* _WHAT IS BEING ASKED_
Go through the records and filter out every line lacking the word "self"; copy the lines that remain.

* _AVAILABLE DATA_
use crate::cascade::{plan_change_abort, plan_lane_abort, UndoPlan};
use crate::concurrency::CancelToken;
use crate::config::EngineConfig;
use crate::context::TaskContext;
use crate::handler::{Direction, HandlerRegistry, HandlerResult, Outcome, TaskError};
use crate::retry::RetryPolicy;
use crate::EngineError;
use chrono::{DateTime, Utc};
use overlord_state::{ChangeId, Document, LogLevel, PruneReport, State, Status, TaskId};
use std::any::Any;
use std::collections::{HashMap, HashSet};
use std::panic::{self, AssertUnwindSafe};
use std::sync::atomic::{AtomicBool, Ordering};
use std::sync::{Arc, Mutex, MutexGuard, PoisonError};
use std::thread::{self, JoinHandle};
use std::time::{Duration, Instant};
use tracing::{debug, error, info, warn};

/// Upper bound on status moves applied to a single task within one pass.
const MAX_MOVES_PER_PASS: usize = 4;

struct Running {
    direction: Direction,
    cancel: CancelToken,
    handle: Option<JoinHandle<()>>,
}

type RunningMap = HashMap<TaskId, Running>;

struct Shared {
    state: State,
    registry: HandlerRegistry,
    config: EngineConfig,
    retry: RetryPolicy,
    running: Mutex<RunningMap>,
    stuck_reported: Mutex<HashSet<TaskId>>,
    stopped: AtomicBool,
}

/// Summary of one ensure pass.
#[derive(Debug, Default, Clone, PartialEq, Eq)]
pub struct EnsureReport {
    /// Handlers started by this pass.
    pub dispatched: usize,
    /// Status moves made without running a handler.
    pub transitions: usize,
    /// Handlers still running when the pass ended.
    pub running: usize,
    /// Ready tasks left for a later pass because of the dispatch cap.
    pub deferred: usize,
    /// Earliest retry or re-poll time of a task that is waiting on the clock.
    pub next_wakeup: Option<DateTime<Utc>>,
}

impl EnsureReport {
    /// Nothing ran, nothing moved and nothing is in flight.
    pub fn is_idle(&self) -> bool {
        self.dispatched == 0 && self.transitions == 0 && self.running == 0 && self.deferred == 0
    }
}

enum Step {
    Idle,
    Wake(DateTime<Utc>),
    Move(Status, String),
    Dispatch(Direction),
    Stuck(DateTime<Utc>),
}

/// Advances tasks through their lifecycle.
///
/// Each [`TaskRunner::ensure`] call is one scheduling pass over every pending
/// change. Handlers run on their own threads and signal the state's ensure
/// channel when they finish.
pub struct TaskRunner {
    shared: Arc<Shared>,
}
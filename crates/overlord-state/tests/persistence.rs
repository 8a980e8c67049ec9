//! File-backed persistence: reload, schema evolution, corruption and
//! process ownership.

use overlord_state::{LaneId, State, StateError, Status, TaskSet};
use std::fs;
use std::path::Path;

fn open(path: &Path) -> State {
    State::open(path).unwrap()
}

#[test]
fn missing_file_starts_empty() {
    let dir = tempfile::tempdir().unwrap();
    let state = open(&dir.path().join("state.json"));
    let st = state.lock();
    assert_eq!(st.changes().count(), 0);
    assert_eq!(st.last_task_id(), 0);
}

#[test]
fn reload_preserves_graph_and_in_progress_tasks() {
    let dir = tempfile::tempdir().unwrap();
    let path = dir.path().join("state.json");

    let (chg, prepare, link, lane) = {
        let state = open(&path);
        let mut st = state.lock();
        let chg = st.new_change("install-snap", "Install \"hello\"");
        let prepare = st.new_task(chg, "prepare-snap", "Prepare").unwrap();
        let link = st.new_task(chg, "link-snap", "Link").unwrap();
        st.wait_for(link, prepare).unwrap();
        let lane = st.new_lane();
        TaskSet::new([prepare, link]).join_lane(&mut st, lane).unwrap();
        st.task_mut(prepare).unwrap().set("snap-name", &"hello").unwrap();
        st.set_status(prepare, Status::Doing).unwrap();
        st.unlock().unwrap();
        (chg, prepare, link, lane)
    };

    let state = open(&path);
    let st = state.lock();
    assert_eq!(st.change_status(chg), Some(Status::Doing));
    let t = st.task(prepare).unwrap();
    assert_eq!(t.status(), Status::Doing, "in-progress status survives restart");
    assert_eq!(t.get::<String>("snap-name").unwrap(), "hello");
    assert_eq!(t.lanes(), &[lane]);
    assert_eq!(st.task(link).unwrap().wait_tasks(), &[prepare]);
    assert_eq!(st.last_lane_id(), lane.get());
}

#[test]
fn ids_are_not_recycled_across_restarts() {
    let dir = tempfile::tempdir().unwrap();
    let path = dir.path().join("state.json");
    let first = {
        let state = open(&path);
        let mut st = state.lock();
        let chg = st.new_change("remove-snap", "Remove");
        let t = st.new_task(chg, "unlink-snap", "Unlink").unwrap();
        st.remove_change(chg);
        t
    };

    let state = open(&path);
    let mut st = state.lock();
    let chg = st.new_change("remove-snap", "Remove");
    let second = st.new_task(chg, "unlink-snap", "Unlink").unwrap();
    assert!(second > first);
}

#[test]
fn legacy_file_without_checksum_loads() {
    let dir = tempfile::tempdir().unwrap();
    let path = dir.path().join("state.json");
    fs::write(
        &path,
        r#"{
            "changes": {"1": {"id": 1, "kind": "install-snap", "summary": "Install",
                              "task_ids": [1], "spawn_time": "2024-01-01T00:00:00Z"}},
            "tasks": {"1": {"id": 1, "kind": "prepare-snap", "summary": "Prepare",
                            "status": "Do", "change": 1,
                            "spawn_time": "2024-01-01T00:00:00Z"}}
        }"#,
    )
    .unwrap();

    let state = open(&path);
    let mut st = state.lock();
    // counters were absent and must have been repaired from stored ids
    assert_eq!(st.last_task_id(), 1);
    assert_eq!(st.last_change_id(), 1);
    let chg = st.new_change("install-snap", "Again");
    assert_eq!(chg.get(), 2);
}

#[test]
fn unknown_fields_are_ignored() {
    let dir = tempfile::tempdir().unwrap();
    let path = dir.path().join("state.json");
    fs::write(
        &path,
        r#"{"last_change_id": 4, "notices": {"1": {"type": "refresh"}},
            "data": {"seeded": true}}"#,
    )
    .unwrap();

    let state = open(&path);
    let st = state.lock();
    assert_eq!(st.last_change_id(), 4);
    assert!(st.get::<bool>("seeded").unwrap());
}

#[test]
fn truncated_file_is_corrupt() {
    let dir = tempfile::tempdir().unwrap();
    let path = dir.path().join("state.json");
    {
        let state = open(&path);
        let mut st = state.lock();
        st.new_change("install-snap", "Install");
    }
    let bytes = fs::read(&path).unwrap();
    fs::write(&path, &bytes[..bytes.len() / 2]).unwrap();

    let err = State::open(&path).unwrap_err();
    assert!(matches!(err, StateError::Corrupt { .. }), "got {err}");
}

#[test]
fn checksum_mismatch_is_corrupt() {
    let dir = tempfile::tempdir().unwrap();
    let path = dir.path().join("state.json");
    {
        let state = open(&path);
        let mut st = state.lock();
        st.set("refresh-hold", &"forever").unwrap();
    }
    let text = fs::read_to_string(&path).unwrap().replace("forever", "never!!");
    fs::write(&path, text).unwrap();

    let err = State::open(&path).unwrap_err();
    assert!(matches!(err, StateError::Corrupt { .. }));
}

#[test]
fn dangling_edge_is_corrupt() {
    let dir = tempfile::tempdir().unwrap();
    let path = dir.path().join("state.json");
    fs::write(
        &path,
        r#"{"tasks": {"1": {"id": 1, "kind": "k", "summary": "s", "status": "Do",
                            "change": 1, "wait_tasks": [9],
                            "spawn_time": "2024-01-01T00:00:00Z"}}}"#,
    )
    .unwrap();
    assert!(matches!(
        State::open(&path).unwrap_err(),
        StateError::Corrupt { .. }
    ));
}

#[test]
fn orphan_tasks_are_pruned() {
    let dir = tempfile::tempdir().unwrap();
    let path = dir.path().join("state.json");
    fs::write(
        &path,
        r#"{"tasks": {"3": {"id": 3, "kind": "k", "summary": "s", "status": "Do",
                            "change": 7, "spawn_time": "2024-01-01T00:00:00Z"}}}"#,
    )
    .unwrap();
    let state = open(&path);
    let mut st = state.lock();
    let report = st.prune(chrono::Utc::now(), &Default::default());
    assert_eq!(report.removed_orphans.len(), 1);
    assert_eq!(st.tasks().count(), 0);
}

#[test]
fn second_owner_is_refused() {
    let dir = tempfile::tempdir().unwrap();
    let path = dir.path().join("state.json");
    let _owner = open(&path);
    let err = State::open(&path).unwrap_err();
    assert!(matches!(err, StateError::LockFailed(_)));
}

#[test]
fn owner_released_on_drop() {
    let dir = tempfile::tempdir().unwrap();
    let path = dir.path().join("state.json");
    drop(open(&path));
    assert!(State::open(&path).is_ok());
}

#[test]
fn clones_share_the_document() {
    let dir = tempfile::tempdir().unwrap();
    let state = open(&dir.path().join("state.json"));
    let other = state.clone();
    {
        let mut st = state.lock();
        st.new_lane();
    }
    assert_eq!(other.lock().last_lane_id(), 1);
    assert!(other.same_as(&state));
    assert!(!LaneId::new(1).is_none());
}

* _TASK OUTPUT_
use std::panic::{self, AssertUnwindSafe};
use std::thread::{self, JoinHandle};
    pub fn is_idle(&self) -> bool {
        self.dispatched == 0 && self.transitions == 0 && self.running == 0 && self.deferred == 0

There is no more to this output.